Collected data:

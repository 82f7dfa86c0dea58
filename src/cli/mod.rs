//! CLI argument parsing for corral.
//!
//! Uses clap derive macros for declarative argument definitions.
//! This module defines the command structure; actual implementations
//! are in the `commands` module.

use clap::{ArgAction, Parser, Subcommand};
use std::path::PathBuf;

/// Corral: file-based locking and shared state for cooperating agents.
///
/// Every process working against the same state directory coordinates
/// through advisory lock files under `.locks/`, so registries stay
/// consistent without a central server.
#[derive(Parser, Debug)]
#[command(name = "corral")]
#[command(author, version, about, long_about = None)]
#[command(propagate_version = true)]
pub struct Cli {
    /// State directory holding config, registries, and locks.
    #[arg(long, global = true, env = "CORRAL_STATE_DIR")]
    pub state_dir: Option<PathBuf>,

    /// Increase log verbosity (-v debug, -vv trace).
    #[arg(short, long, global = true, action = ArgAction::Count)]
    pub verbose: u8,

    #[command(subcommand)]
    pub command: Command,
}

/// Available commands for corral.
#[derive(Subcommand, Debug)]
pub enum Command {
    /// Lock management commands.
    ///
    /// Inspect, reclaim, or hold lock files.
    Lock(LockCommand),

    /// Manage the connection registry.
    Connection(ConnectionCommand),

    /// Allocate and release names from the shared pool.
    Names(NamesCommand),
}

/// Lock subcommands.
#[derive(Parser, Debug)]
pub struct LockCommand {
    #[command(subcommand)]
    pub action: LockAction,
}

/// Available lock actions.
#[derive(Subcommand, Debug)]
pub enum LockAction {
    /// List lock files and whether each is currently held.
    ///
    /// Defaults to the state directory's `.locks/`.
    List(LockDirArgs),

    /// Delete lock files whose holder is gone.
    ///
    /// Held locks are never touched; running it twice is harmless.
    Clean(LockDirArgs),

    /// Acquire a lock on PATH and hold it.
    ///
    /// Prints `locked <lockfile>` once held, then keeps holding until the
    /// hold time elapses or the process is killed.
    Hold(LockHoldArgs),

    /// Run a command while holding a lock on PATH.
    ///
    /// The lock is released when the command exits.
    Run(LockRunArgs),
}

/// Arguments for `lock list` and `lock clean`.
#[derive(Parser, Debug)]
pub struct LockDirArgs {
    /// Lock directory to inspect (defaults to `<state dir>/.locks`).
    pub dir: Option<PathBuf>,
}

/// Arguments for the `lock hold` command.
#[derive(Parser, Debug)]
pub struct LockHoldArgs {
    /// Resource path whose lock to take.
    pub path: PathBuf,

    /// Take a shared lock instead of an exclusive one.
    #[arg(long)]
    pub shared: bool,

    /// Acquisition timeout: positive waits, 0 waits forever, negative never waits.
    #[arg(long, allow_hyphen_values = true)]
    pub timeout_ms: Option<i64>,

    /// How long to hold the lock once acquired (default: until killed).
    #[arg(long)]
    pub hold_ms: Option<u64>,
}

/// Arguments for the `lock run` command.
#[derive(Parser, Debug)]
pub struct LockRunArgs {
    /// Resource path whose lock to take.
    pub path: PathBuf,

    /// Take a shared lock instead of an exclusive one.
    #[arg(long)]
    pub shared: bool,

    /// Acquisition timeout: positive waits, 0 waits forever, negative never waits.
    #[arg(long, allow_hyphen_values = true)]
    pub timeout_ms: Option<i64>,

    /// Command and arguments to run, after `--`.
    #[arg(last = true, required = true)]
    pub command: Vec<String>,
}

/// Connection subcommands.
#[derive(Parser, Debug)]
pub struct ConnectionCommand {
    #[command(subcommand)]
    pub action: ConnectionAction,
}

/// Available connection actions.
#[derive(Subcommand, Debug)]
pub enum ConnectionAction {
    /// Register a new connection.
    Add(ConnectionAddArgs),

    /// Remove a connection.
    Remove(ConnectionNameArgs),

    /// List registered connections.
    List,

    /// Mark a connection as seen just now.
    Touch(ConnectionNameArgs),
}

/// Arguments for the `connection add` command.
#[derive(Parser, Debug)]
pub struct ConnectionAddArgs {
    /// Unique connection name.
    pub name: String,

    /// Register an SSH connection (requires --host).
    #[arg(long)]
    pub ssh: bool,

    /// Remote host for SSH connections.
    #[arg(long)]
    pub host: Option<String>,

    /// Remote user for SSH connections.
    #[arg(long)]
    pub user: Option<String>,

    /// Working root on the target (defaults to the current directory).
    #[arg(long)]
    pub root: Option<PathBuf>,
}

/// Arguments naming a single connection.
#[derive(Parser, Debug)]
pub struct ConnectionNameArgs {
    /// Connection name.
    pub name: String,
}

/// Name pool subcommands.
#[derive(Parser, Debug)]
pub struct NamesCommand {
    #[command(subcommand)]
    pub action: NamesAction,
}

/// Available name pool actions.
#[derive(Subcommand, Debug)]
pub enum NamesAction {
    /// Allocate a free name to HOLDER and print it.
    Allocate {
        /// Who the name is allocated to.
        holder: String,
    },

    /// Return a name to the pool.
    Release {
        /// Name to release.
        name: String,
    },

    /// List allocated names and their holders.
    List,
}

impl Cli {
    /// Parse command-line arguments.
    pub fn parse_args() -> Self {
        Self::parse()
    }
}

**Task details**
Could you return exactly the lines above from the line with "parsing for corral." to the line with "state directory coordinates", both included, and nothing else?

**Solution below**
//! CLI argument parsing for corral.
//!
//! Uses clap derive macros for declarative argument definitions.
//! This module defines the command structure; actual implementations
//! are in the `commands` module.

use clap::{ArgAction, Parser, Subcommand};
use std::path::PathBuf;

/// Corral: file-based locking and shared state for cooperating agents.
///
/// Every process working against the same state directory coordinates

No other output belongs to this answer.